Epiphany’s “Intro” is a wandering synthetic journey. It’s mixing synth and keyboards in sweeping waves. It does have a time signature, but feels more free form. When “Island” starts, you do get a more ample indie rock tone. I especially like the drum recording on the track. It’s less polished and has an organic tone, much like how it would sound in a practice room. The drums also don’t just provide a direct time signature, but have their own rhythm. The minimalist tone is parried by HIGA’s vocals. The melodies move across each of the verses with a smoothness.
Midway through Epiphany is where the audio begins to move away from the indie rock style. More synth and samples start getting layered into the music. “Further” has a looping drum sample, set under a quickly moving melody line. The drum rhythm sounds like it’s on the back of the beat. At a minute in, HIGA starts singing with support from a simple keyboard line. The track sounds like it shouldn’t work with all the different melodic lines flowing at the same time, but there is an addictiveness to “Further.”

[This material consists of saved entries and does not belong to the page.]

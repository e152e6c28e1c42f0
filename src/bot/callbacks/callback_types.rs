//! Callback data carried by inline keyboard buttons
//!
//! Telegram limits callback data to 64 bytes, so payloads are short
//! `scope:action[:arg]` strings.

/// Every button the bot renders maps to one of these
#[derive(Debug, Clone, Copy, PartialEq, Eq)]
pub enum CallbackAction {
    /// Start collecting a new album
    NewAlbum,
    /// Stop collecting and show the summary
    Done,
    Preview,
    Save,
    /// Abandon the album in progress
    Cancel,
    /// Zero-based page of the saved albums list
    AlbumsPage(usize),
    ViewAlbum(i64),
    DeleteAlbum(i64),
    ConfirmDelete(i64),
    BackToAlbums,
    /// Page indicator, does nothing
    Noop,
}

impl CallbackAction {
    /// Parse button data; unknown or malformed payloads yield `None`
    pub fn parse(data: &str) -> Option<Self> {
        let mut parts = data.splitn(3, ':');
        let scope = parts.next()?;
        let action = parts.next().unwrap_or_default();
        let arg = parts.next();

        let action = match (scope, action, arg) {
            ("album", "new", None) => CallbackAction::NewAlbum,
            ("album", "done", None) => CallbackAction::Done,
            ("album", "preview", None) => CallbackAction::Preview,
            ("album", "save", None) => CallbackAction::Save,
            ("album", "cancel", None) => CallbackAction::Cancel,
            ("albums", "page", Some(n)) => CallbackAction::AlbumsPage(n.parse().ok()?),
            ("albums", "view", Some(id)) => CallbackAction::ViewAlbum(id.parse().ok()?),
            ("albums", "delete", Some(id)) => CallbackAction::DeleteAlbum(id.parse().ok()?),
            ("albums", "confirm_delete", Some(id)) => {
                CallbackAction::ConfirmDelete(id.parse().ok()?)
            }
            ("albums", "back", None) => CallbackAction::BackToAlbums,
            ("noop", "", None) => CallbackAction::Noop,
            _ => return None,
        };
        Some(action)
    }

    pub fn to_data(self) -> String {
        match self {
            CallbackAction::NewAlbum => "album:new".to_string(),
            CallbackAction::Done => "album:done".to_string(),
            CallbackAction::Preview => "album:preview".to_string(),
            CallbackAction::Save => "album:save".to_string(),
            CallbackAction::Cancel => "album:cancel".to_string(),
            CallbackAction::AlbumsPage(page) => format!("albums:page:{page}"),
            CallbackAction::ViewAlbum(id) => format!("albums:view:{id}"),
            CallbackAction::DeleteAlbum(id) => format!("albums:delete:{id}"),
            CallbackAction::ConfirmDelete(id) => format!("albums:confirm_delete:{id}"),
            CallbackAction::BackToAlbums => "albums:back".to_string(),
            CallbackAction::Noop => "noop".to_string(),
        }
    }
}
//! # Observability Configuration
//!
//! Environment-specific settings for logging and metrics export.

/// Observability configuration for different environments
#[derive(Debug, Clone)]
pub struct ObservabilityConfig {
    /// Environment name (development, staging, production)
    pub environment: String,
    /// Log level for this crate's targets
    pub log_level: String,
    /// Log output format: "pretty" or "json"
    pub log_format: String,
    /// Whether to serve Prometheus metrics
    pub enable_metrics_export: bool,
}

impl Default for ObservabilityConfig {
    fn default() -> Self {
        Self {
            environment: "development".to_string(),
            log_level: "info".to_string(),
            log_format: "json".to_string(),
            enable_metrics_export: true,
        }
    }
}

impl ObservabilityConfig {
    /// Load configuration from an arbitrary key lookup
    pub fn from_lookup<F>(lookup: F) -> Self
    where
        F: Fn(&str) -> Option<String>,
    {
        let defaults = Self::default();
        Self {
            environment: lookup("ENVIRONMENT").unwrap_or(defaults.environment),
            log_level: lookup("LOG_LEVEL").unwrap_or(defaults.log_level),
            log_format: lookup("LOG_FORMAT").unwrap_or(defaults.log_format),
            enable_metrics_export: lookup("ENABLE_METRICS_EXPORT")
                .map(|v| v.trim().eq_ignore_ascii_case("true"))
                .unwrap_or(defaults.enable_metrics_export),
        }
    }

    /// Check if running in development environment
    pub fn is_development(&self) -> bool {
        self.environment == "development"
    }

    /// Whether log lines should be human readable rather than JSON
    pub fn use_pretty_logs(&self) -> bool {
        self.is_development() || self.log_format == "pretty"
    }

    /// Validate configuration
    pub fn validate(&self) -> Result<(), String> {
        const LEVELS: [&str; 5] = ["trace", "debug", "info", "warn", "error"];
        if !LEVELS.contains(&self.log_level.as_str()) {
            return Err(format!("Invalid log level: {}", self.log_level));
        }

        if self.log_format != "json" && self.log_format != "pretty" {
            return Err(format!("Invalid log format: {}", self.log_format));
        }

        if self.environment.trim().is_empty() {
            return Err("Environment name cannot be empty".to_string());
        }

        Ok(())
    }
}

“Gaze” is a track that moves into COR3A territory. It’s creating a universe inside the audio. There’s more repetition through drum loops and droning samples. HIGA moves at almost half-time and sometimes you’re not even sure what measure or verse the song might be on. “Gaze” is an experience. This continues throughout the rest of the album.
Epiphany has a deliberate song order as the styles move from a recognizable indie rock tone to an experimental electronic exploration. It’s interesting because HIGA is showing multiple styles and compositions all within the same album. If the album wasn’t ordered in this way, it could feel like HIGA doesn’t know the end goal to the music, but these 11 songs are giving you a wide view into the the soundscape.